Mais quand on a de l'expérience, quand on est habitué à faire face aux opinions discordantes, on peut s'en remettre. Y faire face avec vigueur, comme l'ont fait les Britanniques.

Quand la cyberintimidation touche les jeunes, elle tombe sur des âmes encore vulnérables qui n'ont pas la solidité d'une columnist du Times ou d'une femme politique aguerrie.

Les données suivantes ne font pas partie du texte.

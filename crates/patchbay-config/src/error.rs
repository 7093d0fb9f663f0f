//! Error types for configuration operations.

use std::path::PathBuf;
use thiserror::Error;

/// File operation that failed.
#[derive(Debug, Clone, Copy, PartialEq, Eq)]
pub enum IoAction {
    /// Reading the config file
    Read,
    /// Writing the config file
    Write,
    /// Creating the config file's parent directory
    CreateDir,
}

impl std::fmt::Display for IoAction {
    fn fmt(&self, f: &mut std::fmt::Formatter<'_>) -> std::fmt::Result {
        f.write_str(match self {
            IoAction::Read => "read",
            IoAction::Write => "write",
            IoAction::CreateDir => "create directory",
        })
    }
}

/// Errors from loading, saving or checking an [`EngineConfig`](crate::EngineConfig).
#[derive(Debug, Error)]
pub enum ConfigError {
    /// Filesystem access failed
    #[error("cannot {action} '{}': {source}", path.display())]
    Io {
        /// What was being attempted.
        action: IoAction,
        /// Path involved.
        path: PathBuf,
        /// Underlying I/O error.
        #[source]
        source: std::io::Error,
    },

    /// The file is not valid config TOML
    #[error("invalid config TOML: {0}")]
    Parse(#[from] toml::de::Error),

    /// The config could not be rendered as TOML
    #[error("cannot render config as TOML: {0}")]
    Render(#[from] toml::ser::Error),

    /// A disabled module entry names a type the registry does not know
    #[error("unknown module type in disabled_modules: {0}")]
    UnknownModuleType(String),

    /// The log filter is empty
    #[error("log_filter must not be empty")]
    EmptyLogFilter,
}

impl ConfigError {
    /// Wraps an I/O failure for `path`.
    pub fn io(action: IoAction, path: impl Into<PathBuf>, source: std::io::Error) -> Self {
        ConfigError::Io {
            action,
            path: path.into(),
            source,
        }
    }
}
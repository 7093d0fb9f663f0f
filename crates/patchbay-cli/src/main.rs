//! Patchbay CLI - Command-line interface for the patchbay graph engine.

mod commands;

use std::path::PathBuf;

use clap::{Parser, Subcommand};
use patchbay_config::EngineConfig;
use tracing_subscriber::EnvFilter;

#[derive(Parser)]
#[command(name = "patchbay")]
#[command(author, version, about = "Patchbay modular graph CLI", long_about = None)]
struct Cli {
    /// Engine configuration file (TOML)
    #[arg(long, global = true, value_name = "FILE")]
    config: Option<PathBuf>,

    #[command(subcommand)]
    command: Commands,
}

#[derive(Subcommand)]
enum Commands {
    /// List available module types
    Modules(commands::modules::ModulesArgs),

    /// Show the parameters and ports of a module type
    Describe(commands::describe::DescribeArgs),

    /// Build and run a small demo patch
    Demo(commands::demo::DemoArgs),
}

fn main() -> anyhow::Result<()> {
    let cli = Cli::parse();

    let config = match &cli.config {
        Some(path) => EngineConfig::load(path)?,
        None => EngineConfig::default(),
    };
    config.validate()?;

    let fallback = config.log_filter.clone();
    tracing_subscriber::fmt()
        .with_env_filter(EnvFilter::try_from_default_env().unwrap_or_else(|_| fallback.into()))
        .with_writer(std::io::stderr)
        .init();

    // Logged here rather than in `load`, which runs before the subscriber exists.
    match &cli.config {
        Some(path) => tracing::debug!(
            path = %path.display(),
            backend_available = config.backend_available,
            "config loaded"
        ),
        None => tracing::debug!(
            backend_available = config.backend_available,
            "no config file, using defaults"
        ),
    }

    match cli.command {
        Commands::Modules(args) => commands::modules::run(&config, args),
        Commands::Describe(args) => commands::describe::run(&config, args),
        Commands::Demo(args) => commands::demo::run(&config, args),
    }
}
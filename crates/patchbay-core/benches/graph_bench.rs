//! Criterion benchmarks for the patchbay binding engine.
//!
//! Measures propagation cost through module graphs, independent of any module
//! behavior. Three axes:
//!
//! - **Propagate**: one parameter write pushed through a NUMBER chain
//! - **Fan-in**: ARRAY re-aggregation with a varying number of producers
//! - **Rewire**: connect + disconnect of a single edge
//!
//! Run with: `cargo bench -p patchbay-core -- graph/`
#![allow(missing_docs)]

use criterion::{BenchmarkId, Criterion, black_box, criterion_group, criterion_main};
use patchbay_core::{BasicModule, ModuleCore, ModuleRef, ParameterSpec, PortType, into_ref};

const PRODUCER_COUNTS: &[usize] = &[1, 4, 16, 64];

// ---------------------------------------------------------------------------
// Graph constructors
// ---------------------------------------------------------------------------

fn thru(id: &str) -> ModuleRef {
    let module = into_ref(BasicModule::new(
        ModuleCore::new(id, "thru", "Thru")
            .with_parameter(ParameterSpec::unbounded("value", 0.0))
            .with_input("in", PortType::Number)
            .with_output("out", PortType::Number),
    ));
    module.core().bind_input_to_parameter("in", "value").unwrap();
    module.core().bind_parameter_to_output("value", "out").unwrap();
    module
}

/// Chain of `n` pass-through modules; returns them head first.
fn make_chain(n: usize) -> Vec<ModuleRef> {
    let modules: Vec<ModuleRef> = (0..n).map(|i| thru(&format!("m{i}"))).collect();
    for pair in modules.windows(2) {
        pair[0].core().connect_output("out", &pair[1], "in").unwrap();
    }
    modules
}

fn make_fan_in(producers: usize) -> (Vec<ModuleRef>, ModuleRef) {
    let sink = into_ref(BasicModule::new(
        ModuleCore::new("sink", "sink", "Sink").with_input("steps", PortType::Array),
    ));
    let sources: Vec<ModuleRef> = (0..producers)
        .map(|i| {
            let source = into_ref(BasicModule::new(
                ModuleCore::new(format!("p{i:03}"), "steps", "Steps")
                    .with_output("out", PortType::Array),
            ));
            source.core().set_output("out", vec![i as f64; 8]);
            source.core().connect_output("out", &sink, "steps").unwrap();
            source
        })
        .collect();
    (sources, sink)
}

// ---------------------------------------------------------------------------
// Benchmarks
// ---------------------------------------------------------------------------

fn bench_propagate(c: &mut Criterion) {
    let mut group = c.benchmark_group("graph/propagate");

    for &len in &[2usize, 8, 32] {
        let chain = make_chain(len);
        let head = chain[0].clone();
        let mut value = 0.0;
        group.bench_function(BenchmarkId::new("chain", len), |b| {
            b.iter(|| {
                value += 1.0;
                head.core().update_parameter("value", black_box(value));
            });
        });
    }

    group.finish();
}

fn bench_fan_in(c: &mut Criterion) {
    let mut group = c.benchmark_group("graph/fan_in");

    for &producers in PRODUCER_COUNTS {
        let (sources, sink) = make_fan_in(producers);
        let last = sources[sources.len() - 1].clone();
        group.bench_with_input(
            BenchmarkId::new("array_update", producers),
            &producers,
            |b, _| {
                b.iter(|| {
                    last.core().set_output("out", black_box(vec![1.0; 8]));
                    black_box(sink.core().input("steps").map(|p| p.value()));
                });
            },
        );
    }

    group.finish();
}

fn bench_rewire(c: &mut Criterion) {
    let mut group = c.benchmark_group("graph/rewire");
    let chain = make_chain(2);
    let (src, dst) = (chain[0].clone(), chain[1].clone());
    src.core().disconnect_output("out", &dst, "in");

    group.bench_function("connect_disconnect", |b| {
        b.iter(|| {
            src.core().connect_output("out", &dst, "in").unwrap();
            black_box(src.core().disconnect_output("out", &dst, "in"));
        });
    });

    group.finish();
}

// ---------------------------------------------------------------------------
// Registration
// ---------------------------------------------------------------------------

criterion_group!(benches, bench_propagate, bench_fan_in, bench_rewire);
criterion_main!(benches);
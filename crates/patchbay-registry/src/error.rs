//! Error types for registry and rack operations.

use patchbay_core::ModuleError;
use thiserror::Error;

/// Errors that can occur when creating or wiring modules by id.
#[derive(Debug, Clone, PartialEq, Error)]
pub enum RegistryError {
    /// No factory is registered under this module type
    #[error("unknown module type: {0}")]
    UnknownModuleType(String),

    /// A factory is already registered under this module type
    #[error("module type already registered: {0}")]
    DuplicateModuleType(String),

    /// A module with this id already exists in the rack
    #[error("module id already in use: {0}")]
    DuplicateModuleId(String),

    /// No module with this id exists in the rack
    #[error("module not found: {0}")]
    ModuleNotFound(String),

    /// A binding operation failed
    #[error(transparent)]
    Module(#[from] ModuleError),
}
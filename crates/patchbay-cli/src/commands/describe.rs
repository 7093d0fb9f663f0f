//! Module schema command.

#![allow(clippy::print_literal)] // Table headers use literal strings intentionally

use clap::Args;
use patchbay_config::EngineConfig;
use patchbay_core::{
    Module, ModuleContext, ModuleCore, ParamValue, ParameterSpec, Port, ReadinessCoordinator,
};
use serde_json::{Value, json};

#[derive(Args)]
pub struct DescribeArgs {
    /// Module type to describe
    #[arg(value_name = "TYPE")]
    module_type: String,

    /// Print the schema as JSON
    #[arg(long)]
    json: bool,
}

pub fn run(config: &EngineConfig, args: DescribeArgs) -> anyhow::Result<()> {
    let registry = config.registry();
    let descriptor = registry
        .get(&args.module_type)
        .ok_or_else(|| anyhow::anyhow!("Unknown module type: {}", args.module_type))?;

    // A throwaway instance without a backend, so nothing registers as pending.
    let context = ModuleContext::new(ReadinessCoordinator::new(), false);
    let module = registry.create(descriptor.module_type, "describe", descriptor.name, &context)?;

    if args.json {
        let schema = json!({
            "type": descriptor.module_type,
            "name": descriptor.name,
            "description": descriptor.description,
            "category": descriptor.category.name(),
            "parameters": module.core().parameters().iter().map(|p| spec_json(p.spec())).collect::<Vec<_>>(),
            "inputs": module.core().inputs().iter().map(port_json).collect::<Vec<_>>(),
            "outputs": module.core().outputs().iter().map(port_json).collect::<Vec<_>>(),
        });
        println!("{}", serde_json::to_string_pretty(&schema)?);
    } else {
        print_schema(descriptor.name, descriptor.description, module.core());
    }

    module.dispose();
    Ok(())
}

fn print_schema(name: &str, description: &str, core: &ModuleCore) {
    println!("{name}");
    println!("{}", "=".repeat(name.len()));
    println!();
    println!("{description}");
    println!();

    println!("Parameters:");
    println!();
    println!("  {:10}  {:8}  {:10}  {}", "Name", "Type", "Default", "Range");
    println!("  {:10}  {:8}  {:10}  {}", "----", "----", "-------", "-----");
    for param in core.parameters() {
        let spec = param.spec();
        println!(
            "  {:10}  {:8}  {:10}  {}",
            spec.id,
            spec.param_type.name(),
            spec.default.to_string(),
            range_text(spec)
        );
    }
    if core.parameters().is_empty() {
        println!("  (none)");
    }

    println!();
    println!("Ports:");
    println!();
    for port in core.inputs().iter().chain(core.outputs()) {
        println!(
            "  {:10}  {:6}  {}",
            port.id(),
            port.direction().name(),
            port.port_type().name()
        );
    }
}

fn range_text(spec: &ParameterSpec) -> String {
    if !spec.options.is_empty() {
        return spec.options.join(" | ");
    }
    match (spec.min, spec.max) {
        (Some(min), Some(max)) => format!("{min} to {max}"),
        (Some(min), None) => format!(">= {min}"),
        (None, Some(max)) => format!("<= {max}"),
        (None, None) => "-".to_string(),
    }
}

fn spec_json(spec: &ParameterSpec) -> Value {
    let default = match &spec.default {
        ParamValue::Number(n) => json!(n),
        ParamValue::Bool(b) => json!(b),
        ParamValue::Text(s) => json!(s),
    };
    json!({
        "id": spec.id,
        "type": spec.param_type.name(),
        "default": default,
        "min": spec.min,
        "max": spec.max,
        "step": spec.step,
        "options": spec.options,
    })
}

fn port_json(port: &Port) -> Value {
    json!({
        "id": port.id(),
        "type": port.port_type().name(),
    })
}
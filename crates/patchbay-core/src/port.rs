//! Port definitions for patchbay modules.
//!
//! Ports are the named connection points through which values flow between
//! modules. The [`PortType`] decides how a binding into an input port behaves.

use std::fmt;

use crate::cell::ReactiveCell;
use crate::value::PortValue;

/// Value kind carried by a port.
#[derive(Clone, Copy, Debug, PartialEq, Eq, Hash)]
pub enum PortType {
    /// Scalar control value. Inputs accept a single producer.
    Number,
    /// Audio node handle. Inputs accept many producers, mixed by the module.
    Audio,
    /// Ordered collection. Inputs accept many producers, concatenated.
    Array,
}

impl PortType {
    /// Returns the lowercase name of the type.
    pub const fn name(&self) -> &'static str {
        match self {
            PortType::Number => "number",
            PortType::Audio => "audio",
            PortType::Array => "array",
        }
    }

    /// Returns `true` if an input of this type can hold several bindings.
    pub const fn is_multi_producer(&self) -> bool {
        matches!(self, PortType::Audio | PortType::Array)
    }
}

impl fmt::Display for PortType {
    fn fmt(&self, f: &mut fmt::Formatter<'_>) -> fmt::Result {
        f.write_str(self.name())
    }
}

/// Direction of a port on a module.
#[derive(Clone, Copy, Debug, PartialEq, Eq, Hash)]
pub enum PortDirection {
    /// Receives values from other modules.
    Input,
    /// Publishes values to other modules.
    Output,
}

impl PortDirection {
    /// Returns a human-readable name for the port direction.
    pub fn name(&self) -> &'static str {
        match self {
            PortDirection::Input => "Input",
            PortDirection::Output => "Output",
        }
    }
}

/// A typed port and the cell that holds its current value.
///
/// Cloning shares the cell.
#[derive(Clone, Debug)]
pub struct Port {
    id: String,
    direction: PortDirection,
    port_type: PortType,
    cell: ReactiveCell<PortValue>,
}

impl Port {
    /// Creates an input port holding the neutral value for `port_type`.
    pub fn input(id: impl Into<String>, port_type: PortType) -> Self {
        Self::new(id, PortDirection::Input, port_type)
    }

    /// Creates an output port holding the neutral value for `port_type`.
    pub fn output(id: impl Into<String>, port_type: PortType) -> Self {
        Self::new(id, PortDirection::Output, port_type)
    }

    fn new(id: impl Into<String>, direction: PortDirection, port_type: PortType) -> Self {
        Self {
            id: id.into(),
            direction,
            port_type,
            cell: ReactiveCell::new(PortValue::neutral(port_type)),
        }
    }

    /// Port key within its module.
    pub fn id(&self) -> &str {
        &self.id
    }

    /// Whether this is an input or output.
    pub fn direction(&self) -> PortDirection {
        self.direction
    }

    /// The value kind this port carries.
    pub fn port_type(&self) -> PortType {
        self.port_type
    }

    /// The cell backing this port.
    pub fn cell(&self) -> &ReactiveCell<PortValue> {
        &self.cell
    }

    /// Current value.
    pub fn value(&self) -> PortValue {
        self.cell.get()
    }

    /// Writes `value` to the cell and notifies subscribers.
    pub fn set(&self, value: PortValue) {
        self.cell.set(value);
    }

    /// Writes the neutral value for this port's type.
    pub fn reset(&self) {
        self.cell.set(PortValue::neutral(self.port_type));
    }
}
//! Integration tests for patchbay-cli.
//!
//! Runs the `patchbay` binary and checks its output.

use std::process::Command;

use tempfile::TempDir;

/// Helper to get the path to the `patchbay` binary built by cargo.
fn patchbay_bin() -> Command {
    let mut command = Command::new(env!("CARGO_BIN_EXE_patchbay"));
    command.env_remove("RUST_LOG");
    command
}

// ---------------------------------------------------------------------------
// `patchbay modules`
// ---------------------------------------------------------------------------

#[test]
fn cli_modules_lists_builtins() {
    let output = patchbay_bin()
        .arg("modules")
        .output()
        .expect("failed to run patchbay modules");
    assert!(output.status.success(), "patchbay modules failed");

    let stdout = String::from_utf8_lossy(&output.stdout);
    assert!(stdout.contains("Available Modules"));
    for module in ["constant", "toggle", "selector", "collect", "probe"] {
        assert!(stdout.contains(module), "listing should contain '{module}'");
    }
}

#[test]
fn cli_modules_filters_by_category() {
    let output = patchbay_bin()
        .args(["modules", "--category", "sink"])
        .output()
        .expect("failed to run patchbay modules --category");
    assert!(output.status.success());

    let stdout = String::from_utf8_lossy(&output.stdout);
    assert!(stdout.contains("probe"));
    assert!(!stdout.contains("constant"));
}

#[test]
fn cli_modules_rejects_unknown_category() {
    let output = patchbay_bin()
        .args(["modules", "--category", "effects"])
        .output()
        .expect("failed to run patchbay modules");
    assert!(!output.status.success());
}

#[test]
fn cli_modules_respects_config() {
    let temp_dir = TempDir::new().unwrap();
    let config = temp_dir.path().join("patchbay.toml");
    std::fs::write(&config, "disabled_modules = [\"probe\"]\n").unwrap();

    let output = patchbay_bin()
        .args(["modules", "--category", "sink", "--config"])
        .arg(&config)
        .output()
        .expect("failed to run patchbay modules --config");
    assert!(output.status.success());

    let stdout = String::from_utf8_lossy(&output.stdout);
    assert!(!stdout.contains("Audio sink"));
    assert!(stdout.contains("Disabled: probe"));
}

#[test]
fn cli_rejects_invalid_config() {
    let temp_dir = TempDir::new().unwrap();
    let config = temp_dir.path().join("patchbay.toml");
    std::fs::write(&config, "disabled_modules = [\"fuzz\"]\n").unwrap();

    let output = patchbay_bin()
        .arg("--config")
        .arg(&config)
        .arg("modules")
        .output()
        .expect("failed to run patchbay");
    assert!(!output.status.success());
    assert!(String::from_utf8_lossy(&output.stderr).contains("fuzz"));
}

#[test]
fn cli_logs_config_load_at_debug() {
    let temp_dir = TempDir::new().unwrap();
    let config = temp_dir.path().join("patchbay.toml");
    std::fs::write(&config, "backend_available = false\n").unwrap();

    let output = patchbay_bin()
        .env("RUST_LOG", "debug")
        .env("NO_COLOR", "1")
        .arg("--config")
        .arg(&config)
        .arg("modules")
        .output()
        .expect("failed to run patchbay");
    assert!(output.status.success());

    let stderr = String::from_utf8_lossy(&output.stderr);
    assert!(stderr.contains("config loaded"), "stderr: {stderr}");
    assert!(stderr.contains("patchbay.toml"));
}

#[test]
fn cli_is_quiet_about_config_at_default_filter() {
    let output = patchbay_bin()
        .arg("modules")
        .output()
        .expect("failed to run patchbay");
    assert!(output.status.success());
    assert!(!String::from_utf8_lossy(&output.stderr).contains("config"));
}

// ---------------------------------------------------------------------------
// `patchbay describe`
// ---------------------------------------------------------------------------

#[test]
fn cli_describe_shows_parameters_and_ports() {
    let output = patchbay_bin()
        .args(["describe", "selector"])
        .output()
        .expect("failed to run patchbay describe");
    assert!(output.status.success());

    let stdout = String::from_utf8_lossy(&output.stdout);
    assert!(stdout.contains("Parameters"));
    assert!(stdout.contains("choice"));
    assert!(stdout.contains("sine | triangle | saw | square"));
    assert!(stdout.contains("cv"));
}

#[test]
fn cli_describe_json() {
    let output = patchbay_bin()
        .args(["describe", "collect", "--json"])
        .output()
        .expect("failed to run patchbay describe --json");
    assert!(output.status.success());

    let schema: serde_json::Value =
        serde_json::from_slice(&output.stdout).expect("describe --json should print JSON");
    assert_eq!(schema["type"], "collect");
    assert_eq!(schema["category"], "Utility");
    assert_eq!(schema["inputs"][0]["id"], "items");
    assert_eq!(schema["inputs"][0]["type"], "array");
    assert_eq!(schema["outputs"].as_array().map(Vec::len), Some(2));
}

#[test]
fn cli_describe_unknown_type_fails() {
    let output = patchbay_bin()
        .args(["describe", "fuzz"])
        .output()
        .expect("failed to run patchbay describe");
    assert!(!output.status.success());
    assert!(String::from_utf8_lossy(&output.stderr).contains("Unknown module type"));
}

// ---------------------------------------------------------------------------
// `patchbay demo`
// ---------------------------------------------------------------------------

#[test]
fn cli_demo_runs_patch() {
    let output = patchbay_bin()
        .args(["demo", "--cv", "0,1"])
        .output()
        .expect("failed to run patchbay demo");
    assert!(output.status.success());

    let stdout = String::from_utf8_lossy(&output.stdout);
    assert!(stdout.contains("wave = square"));
    assert!(stdout.contains("merge.out = [1.0, 2.0, 3.0, 4.0]"));
    assert!(stdout.contains("after removing steps_a: merge.out = [3.0, 4.0]"));
    assert!(stdout.contains("probe.received = 2  ready = true"));
    assert!(stdout.contains("live: probe.received = 3"));
    assert!(stdout.contains("Cleared 7 modules."));
}
//! The `probe` module: an audio sink that records what reaches its backend.
//!
//! A probe stands in for any module whose AUDIO processing needs a backend
//! resource that is acquired asynchronously. Input that arrives before
//! [`Module::complete_setup`] is queued and replayed in order afterwards.

use std::cell::{Cell, RefCell};
use std::collections::BTreeMap;
use std::rc::Rc;

use patchbay_core::{
    AsyncBackend, AudioCapable, AudioHandle, BackendState, BindingKey, Module, ModuleContext,
    ModuleCore, ModuleError, ModuleRef, ParamValue, ParameterSpec, PendingAudio, PortType,
    PortValue, SourceRef, attach,
};

/// Backend resource owned by a [`Probe`] once setup completes.
#[derive(Debug, Default)]
pub struct ProbeBackend {
    received: RefCell<Vec<PendingAudio>>,
}

impl ProbeBackend {
    /// Every input delivered so far, in delivery order.
    pub fn received(&self) -> Vec<PendingAudio> {
        self.received.borrow().clone()
    }
}

/// Audio sink with an asynchronously acquired backend.
///
/// Ports: AUDIO input `in`, NUMBER output `received` (number of inputs the
/// backend has processed). Parameters: BOOLEAN `enabled`.
pub struct Probe {
    core: ModuleCore,
    backend: AsyncBackend<ProbeBackend>,
    /// Live producers by binding key.
    sources: RefCell<BTreeMap<BindingKey, AudioHandle>>,
    delivered: Rc<Cell<usize>>,
}

impl Probe {
    /// Creates an attached probe.
    pub fn new(id: &str, name: &str, context: &ModuleContext) -> Rc<Self> {
        attach(Self {
            core: ModuleCore::new(id, "probe", name)
                .with_parameter(ParameterSpec::boolean("enabled", true))
                .with_input("in", PortType::Audio)
                .with_output("received", PortType::Number),
            backend: AsyncBackend::new(id, context),
            sources: RefCell::new(BTreeMap::new()),
            delivered: Rc::new(Cell::new(0)),
        })
    }

    /// The readiness slot.
    pub fn backend(&self) -> &AsyncBackend<ProbeBackend> {
        &self.backend
    }

    /// Binding keys of producers currently mixed into `in`.
    pub fn live_sources(&self) -> Vec<String> {
        self.sources
            .borrow()
            .keys()
            .map(|key| key.label().to_string())
            .collect()
    }

    fn deliver(&self) -> impl FnMut(&ProbeBackend, PendingAudio) + 'static {
        let delivered = Rc::clone(&self.delivered);
        let output = self.core.output("received").cloned();
        move |backend, input| {
            backend.received.borrow_mut().push(input);
            delivered.set(delivered.get() + 1);
            if let Some(output) = &output {
                output.set(PortValue::Number(delivered.get() as f64));
            }
        }
    }
}

impl AudioCapable for Probe {
    fn handle_audio_input(&self, port: &str, handle: &AudioHandle, source: &SourceRef) {
        self.core.write_input(port, handle.clone());
        self.sources.borrow_mut().insert(
            BindingKey::new(PortType::Audio, port, source),
            handle.clone(),
        );
        if !self.is_enabled() {
            tracing::trace!(module = self.core.id(), port, "probe: disabled, not forwarding");
            return;
        }
        self.backend.submit(
            PendingAudio {
                port: port.to_string(),
                handle: handle.clone(),
                source: source.clone(),
            },
            self.deliver(),
        );
    }

    fn handle_audio_disconnect(&self, port: &str, source: &SourceRef) {
        self.sources
            .borrow_mut()
            .remove(&BindingKey::new(PortType::Audio, port, source));
    }

    fn is_enabled(&self) -> bool {
        self.core
            .get_parameter_value("enabled")
            .and_then(|v| v.as_bool())
            .unwrap_or(true)
    }

    fn set_enabled(&self, enabled: bool) {
        self.core.update_parameter("enabled", ParamValue::Bool(enabled));
    }
}

impl Module for Probe {
    fn core(&self) -> &ModuleCore {
        &self.core
    }

    fn as_audio(&self) -> Option<&dyn AudioCapable> {
        Some(self)
    }

    fn release_backend(&self) {
        self.backend.release();
        self.sources.borrow_mut().clear();
    }

    fn complete_setup(&self) -> bool {
        if self.backend.state() != BackendState::Pending {
            return false;
        }
        self.backend
            .complete_setup(ProbeBackend::default(), self.deliver());
        true
    }
}

/// Registry factory for `probe`.
pub fn probe(id: &str, name: &str, context: &ModuleContext) -> Result<ModuleRef, ModuleError> {
    Ok(Probe::new(id, name, context))
}
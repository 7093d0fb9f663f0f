//! CLI command implementations.

pub mod demo;
pub mod describe;
pub mod modules;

Nos ados et nos jeunes adultes veulent être libres d'aller sur l'internet comme des grands, mais ils ne se rendent pas compte que le web, c'est comme une autoroute. Ce n'est pas parce que tu sais tenir un volant que tu sais conduire. Et ce n'est pas non plus parce que tu réussis à rouler pendant des dizaines de kilomètres sans avoir d'accident que tu sais conduire, que tu sauras quoi faire quand un imprévu surgira de nulle part pour provoquer un carambolage peut-être meurtrier.

Il faut arrêter de laisser nos enfants se balader trop souvent seuls dans des eaux virtuelles que guettent mille tornades, mille tsunamis.

Ce n'est pas parce qu'il ne leur est encore rien arrivé qu'ils sont en sûreté.